The physiology of birds is conducive to flight: small size, hollow bones and generally symmetrical feathers on the wings and tail. It seems obvious that bird evolution has been optimized for flight, but a new study suggests things are not as clear-cut as they seem.

The conclusion of a recent study in Nature Communications It sounds pretty unintuitive: most bird wings don’t seem to be built for maximum flight efficiency and aren’t perfectly tuned for the way birds fly. What’s more, the birds with the most optimized wing shapes in the study were hummingbirds and penguins; the latter used their wings to swim skillfully, not to fly through the air. The researchers analyzed 1,139 images of bird wings using a method that allowed them to test the relative performance of different wing shapes without assumptions about what constituted an “optimal” wing shape.

“For many birds, the functional limitations of flight (the need to generate lift, overcome drag, and turn strongly) do not greatly influence wing shape.” Benton Waltersa doctoral researcher at the University of Bristol in the United Kingdom told Gizmodo. “For some groups, these pressures have resulted in the evolution of optimal wing shapes, but this is the exception rather than the rule.”

Two wings and a prayer.

There is a surprisingly active and heated debate about why some animals evolved to fly. The discourse dates back to the 1880s, but the hypotheses are not testable, making it a “useless debate,” according to the late ornithologist John Hutchinson in a blog post for the University of California Museum of Paleontology. So, Hutchinson added, researchers like to focus on what characteristics enable flight. For modern birds, wings are the “structures that support flight,” the article explains, and birds have “adopted a wide range of flight styles and great variability in wing shape.”

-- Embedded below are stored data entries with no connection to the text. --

//! Live playback: cpal output stream plus the terminal UI

use std::io::stdout;

use color_eyre::eyre::{eyre, Result as EyreResult, WrapErr};
use cpal::traits::{DeviceTrait, HostTrait, StreamTrait};
use crossterm::{
    event::{KeyboardEnhancementFlags, PopKeyboardEnhancementFlags, PushKeyboardEnhancementFlags},
    execute,
    terminal::supports_keyboard_enhancement,
};
use rtrb::{PushError, RingBuffer};
use tracker_voice::{
    synth::{Context, VoiceHandle, VoiceMessage},
    MAX_BLOCK_SIZE, MAX_VOICES,
};

use crate::ui::{state::VoiceSnapshot, UiApp, VIS_BUFFER_SIZE};

const CONTROL_RING_LEN: usize = 256;
const AUDIO_RING_BLOCKS: usize = 16;
const SNAPSHOT_RING_LEN: usize = 32;
/// Headroom for eight summed voices
const MIX_GAIN: f32 = 0.35;

pub struct PlayOptions {
    pub blob: Vec<u8>,
    pub octave: u8,
    pub velocity: u8,
}

/// Builds a context with every voice loaded with `blob`.
fn build_context(sample_rate: u32, blob: &[u8]) -> EyreResult<(Context, Vec<VoiceHandle>)> {
    let mut ctx = Context::new(sample_rate).wrap_err("unusable device sample rate")?;
    let mut voices = Vec::with_capacity(MAX_VOICES);
    while let Some(voice) = ctx.create_voice() {
        ctx.load_instrument(voice, blob)
            .wrap_err("failed to load instrument")?;
        voices.push(voice);
    }
    Ok((ctx, voices))
}

pub fn run(options: PlayOptions) -> EyreResult<()> {
    let host = cpal::default_host();
    let device = host
        .default_output_device()
        .ok_or_else(|| eyre!("no default output device available"))?;
    let config = device
        .default_output_config()
        .wrap_err("failed to fetch default output config")?;
    let sample_rate = config.sample_rate().0;
    let channels = usize::from(config.channels());
    log::info!("output at {sample_rate} Hz, {channels} channels");

    let (mut ctx, voices) = build_context(sample_rate, &options.blob)?;

    let (msg_tx, mut msg_rx) = RingBuffer::<VoiceMessage>::new(CONTROL_RING_LEN);
    let (mut audio_tx, audio_rx) = RingBuffer::<f32>::new(VIS_BUFFER_SIZE * AUDIO_RING_BLOCKS);
    let (mut snapshot_tx, snapshot_rx) = RingBuffer::<VoiceSnapshot>::new(SNAPSHOT_RING_LEN);

    let mut mix_left = vec![0.0f32; MAX_BLOCK_SIZE];
    let mut mix_right = vec![0.0f32; MAX_BLOCK_SIZE];
    let mut voice_left = vec![0.0f32; MAX_BLOCK_SIZE];
    let mut voice_right = vec![0.0f32; MAX_BLOCK_SIZE];
    let handles = voices.clone();

    let stream = device
        .build_output_stream(
            &config.into(),
            move |data: &mut [f32], _| {
                ctx.process_messages(&mut msg_rx);

                let total_frames = data.len() / channels;
                let mut frames_written = 0;
                while frames_written < total_frames {
                    let frames = (total_frames - frames_written).min(MAX_BLOCK_SIZE);
                    let left = &mut mix_left[..frames];
                    let right = &mut mix_right[..frames];
                    left.fill(0.0);
                    right.fill(0.0);

                    for &voice in &handles {
                        let (vl, vr) = (&mut voice_left[..frames], &mut voice_right[..frames]);
                        if ctx.render(voice, vl, vr) == 0 {
                            continue;
                        }
                        for (out, &s) in left.iter_mut().zip(vl.iter()) {
                            *out += s * MIX_GAIN;
                        }
                        for (out, &s) in right.iter_mut().zip(vr.iter()) {
                            *out += s * MIX_GAIN;
                        }
                    }

                    // Left on even channels, right on odd ones
                    let out_off = frames_written * channels;
                    for i in 0..frames {
                        for ch in 0..channels {
                            let s = if ch % 2 == 0 { left[i] } else { right[i] };
                            data[out_off + i * channels + ch] = s;
                        }
                    }

                    for (&l, &r) in left.iter().zip(right.iter()) {
                        if let Err(PushError::Full(_)) = audio_tx.push(0.5 * (l + r)) {
                            break;
                        }
                    }

                    frames_written += frames;
                }

                let _ = snapshot_tx.push(VoiceSnapshot::capture(&ctx));
            },
            |err| log::error!("stream error: {err}"),
            None,
        )
        .wrap_err("failed to build output stream")?;
    stream.play().wrap_err("failed to start output stream")?;

    let mut app = UiApp::new(
        msg_tx,
        audio_rx,
        snapshot_rx,
        voices,
        sample_rate,
        options.octave,
        options.velocity,
    );

    let mut terminal = ratatui::init();
    let enhanced = supports_keyboard_enhancement().unwrap_or(false);
    if enhanced {
        execute!(
            stdout(),
            PushKeyboardEnhancementFlags(KeyboardEnhancementFlags::REPORT_EVENT_TYPES)
        )?;
    }

    let result = app.run(&mut terminal);

    if enhanced {
        let _ = execute!(stdout(), PopKeyboardEnhancementFlags);
    }
    ratatui::restore();
    result
}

But the deeper researchers delved into this diversity, the less sure they were about the evolutionary path that led to the wings of modern birds.

Wings are made… to fly?

Walters and his colleagues sought to test the traditional, and possibly intuitive, assumption that bird wings evolved to be better optimized for flight. Simply, natural selection It dictates that being better adapted to the environment and lifestyle increases an animal’s chances of survival. If flight helps birds evade predators or cold weather and find better food, wouldn’t there be a natural incentive for wings to become the best versions of themselves?

“This is called adaptationist thinking,” Walters told Gizmodo. “Given that flying is a demanding mode of travel and has extensively changed the body plan of birds over the roughly 100 million years they have existed, birds should have evolved optimally shaped wings.”

Define “optimal”

But it is typically “very difficult, if not impossible, to determine whether an animal is optimal, because there is no way to know, by looking only at live animals, whether the best observed form is the best overall,” Walters said. To overcome this challenge, the team turned to theoretical morphospatial analysis. This method identifies the best evolved shape for a particular flight style, rather than assuming that a bird’s current wing shape is the most optimal.

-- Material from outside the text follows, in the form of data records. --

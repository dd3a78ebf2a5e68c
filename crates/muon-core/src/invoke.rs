//! The invoke capability: the one seam where words become a trap.
//!
//! Everything else in the loop treats a call as data. Putting the trap
//! behind a trait keeps the state machine drivable by scripted kernels
//! in tests, and keeps the biarch split in exactly one place.

use muon_sys::{Abi, CallOutcome, SyscallArgs, errno, raw};

/// Performs one kernel trap with six word-sized arguments.
pub trait Invoke {
    /// Traps with `call` and `args` under the given entry convention
    /// and returns the normalized outcome.
    fn invoke(&self, call: usize, args: &SyscallArgs, abi: Abi) -> CallOutcome;
}

/// The real kernel.
pub struct KernelInvoke;

impl Invoke for KernelInvoke {
    fn invoke(&self, call: usize, args: &SyscallArgs, abi: Abi) -> CallOutcome {
        // SAFETY: passing arbitrary words into the kernel is this
        // program's entire purpose; the process accepts any outcome up
        // to and including its own death, and the supervisor treats
        // that as data.
        let ret = unsafe {
            match abi {
                Abi::Native => raw::syscall6(
                    call, args[0], args[1], args[2], args[3], args[4], args[5],
                ),
                Abi::Compat => raw::syscall6_compat(
                    call, args[0], args[1], args[2], args[3], args[4], args[5],
                ),
            }
        };
        errno::decode(ret)
    }
}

Theoretical analysis of morphospace Shape of a bird's wing
A sample workflow for theoretical morphospatial analysis. © Walters et al., 2026

The study analyzed 1,139 images of bird wings and also considered “specialized” flight styles such as dynamic flight and flight styles of species that migrate long distances, Walters said. As expected, flightless birds like ostriches had wings that were “pretty poor,” he added.

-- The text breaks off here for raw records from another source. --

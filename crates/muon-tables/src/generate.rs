//! Per-kind argument generators.
//!
//! Each generator yields one 64-bit word constrained to its kind's
//! domain. The entry point is [`for_kind`], which the generic sanitizer
//! applies slot by slot.

use muon_rand::Rng;
use muon_sys::consts::PAGE_SIZE;

use crate::kinds::ArgKind;
use crate::pools::GenCtx;

/// A kernel-half address; deliberately not mapped in any process.
const KERNEL_ADDR: u64 = 0xFFFF_8000_0000_0000;

/// Picks exactly one value from the list.
pub fn pick_one(rng: &mut Rng, list: &[u64]) -> u64 {
    debug_assert!(!list.is_empty());
    list[rng.below(list.len() as u64) as usize]
}

/// ORs together `k` values drawn with replacement from the list, with
/// `k` uniform in `[0, len]` *inclusive*; `k = 0` yields 0.
///
/// Replacement is intentional: repeated draws of the same bit make the
/// hotter combinations more likely by birthday.
pub fn or_flags(rng: &mut Rng, list: &[u64]) -> u64 {
    let num = list.len() as u64;
    let bits = rng.below(num + 1);
    let mut mask = 0;
    for _ in 0..bits {
        mask |= list[rng.below(num) as usize];
    }
    mask
}

/// Random value within the 12-bit permission space.
pub fn mode_bits(rng: &mut Rng) -> u64 {
    rng.below(1 << 12)
}

/// Length-shaped value: usually within a couple of pages, occasionally
/// exact page multiples or wild 64-bit noise.
pub fn length(rng: &mut Rng) -> u64 {
    match rng.below(8) {
        0 => rng.next_u64(),
        1 => PAGE_SIZE * rng.below(4),
        2 => rng.below(16),
        _ => rng.below(2 * PAGE_SIZE + 1),
    }
}

/// Pointer-shaped value. Scratch-backed variants register their buffer
/// with the iteration's transient list; the rest point nowhere useful
/// on purpose.
pub fn address(ctx: &mut GenCtx) -> u64 {
    match ctx.rng.below(5) {
        0 => 0,
        1 => ctx.scratch.page(),
        2 => ctx.scratch.page() + 1,
        3 => KERNEL_ADDR | (ctx.rng.next_u64() & 0xFFFF_FFFF),
        _ => ctx.rng.next_u64(),
    }
}

/// Applies the kind's generator to one slot, given the slot's initial
/// random draw. Kinds that keep full entropy return `current` as is.
pub fn for_kind(ctx: &mut GenCtx, kind: ArgKind, current: u64) -> u64 {
    match kind {
        ArgKind::Ignored | ArgKind::RandomInt => current,
        ArgKind::Pathname => ctx.paths.pick(&mut ctx.rng),
        ArgKind::Fd => ctx.fds.pick(&mut ctx.rng),
        ArgKind::Flags(list) => or_flags(&mut ctx.rng, list),
        ArgKind::Op(list) => pick_one(&mut ctx.rng, list),
        ArgKind::Mode => mode_bits(&mut ctx.rng),
        ArgKind::Address => address(ctx),
        ArgKind::Len => length(&mut ctx.rng),
        ArgKind::Range { min, max } => ctx.rng.range(min, max),
    }
}

#[cfg(test)]
mod tests {
    use super::*;
    use muon_rand::Rng;

    #[test]
    fn pick_one_stays_in_list() {
        let list = [3u64, 5, 9];
        let mut rng = Rng::with_seed(11);
        for _ in 0..1000 {
            assert!(list.contains(&pick_one(&mut rng, &list)));
        }
    }

    #[test]
    fn or_flags_zero_probability_matches_inclusive_draw() {
        // With list length N the count is uniform over N+1 choices, so
        // a zero mask from k = 0 alone happens with probability
        // 1/(N+1). The OR can also produce 0 only when the list holds a
        // zero value, which this list does not.
        let list = [1u64 << 0, 1 << 1, 1 << 2, 1 << 3];
        let mut rng = Rng::with_seed(0xFEED);
        let draws = 200_000;
        let zeros = (0..draws)
            .filter(|_| or_flags(&mut rng, &list) == 0)
            .count();
        let expected = f64::from(draws) / (list.len() + 1) as f64;
        let deviation = (zeros as f64 - expected).abs() / expected;
        assert!(deviation < 0.05, "zero rate off by {deviation}");
    }

    #[test]
    fn or_flags_is_subset_of_list_union() {
        let list = [0x1u64, 0x8, 0x40, 0x200];
        let union: u64 = list.iter().fold(0, |acc, &v| acc | v);
        let mut rng = Rng::with_seed(21);
        for _ in 0..5000 {
            assert_eq!(or_flags(&mut rng, &list) & !union, 0);
        }
    }

    #[test]
    fn mode_fits_twelve_bits() {
        let mut rng = Rng::with_seed(31);
        for _ in 0..5000 {
            assert!(mode_bits(&mut rng) < (1 << 12));
        }
    }

    #[test]
    fn address_null_and_scratch_variants_appear() {
        let mut ctx = GenCtx::bare(Rng::with_seed(41));
        let mut saw_null = false;
        let mut saw_scratch = false;
        for _ in 0..500 {
            let addr = address(&mut ctx);
            saw_null |= addr == 0;
            saw_scratch |= !ctx.scratch.is_empty();
            ctx.scratch.clear();
        }
        assert!(saw_null && saw_scratch);
    }

    #[test]
    fn range_kind_respects_bounds() {
        let mut ctx = GenCtx::bare(Rng::with_seed(51));
        for _ in 0..1000 {
            let v = for_kind(&mut ctx, ArgKind::Range { min: 5, max: 9 }, 0xDEAD);
            assert!((5..=9).contains(&v));
        }
    }

    #[test]
    fn entropy_preserving_kinds_keep_the_draw() {
        let mut ctx = GenCtx::bare(Rng::with_seed(61));
        assert_eq!(for_kind(&mut ctx, ArgKind::RandomInt, 0xABCD), 0xABCD);
        assert_eq!(for_kind(&mut ctx, ArgKind::Ignored, 0x1234), 0x1234);
    }
}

But the analysis found bird species whose empirical wing shape closely resembled the predicted optimal wing shape, namely members of the hummingbird and penguin families. Birds with high energy-demanding flight styles, such as aerial hawking, also tended to have better optimization. As expected, flightless birds like ostriches had wings that were “pretty poor,” Walters explained.

Evolution is complicated

Bird wingspan analysis
How birds’ wings change shape as they evolve toward higher, optimal regions. Credit: Beau Jones/University of Bristol

Generally speaking, though, it seemed that for most birds “good enough is good enough when it comes to flying,” Walters said in a university statement. This is true even for the albatross, a specialized long-distance aviator that holds the Guinness world record for his great aeronautical skills.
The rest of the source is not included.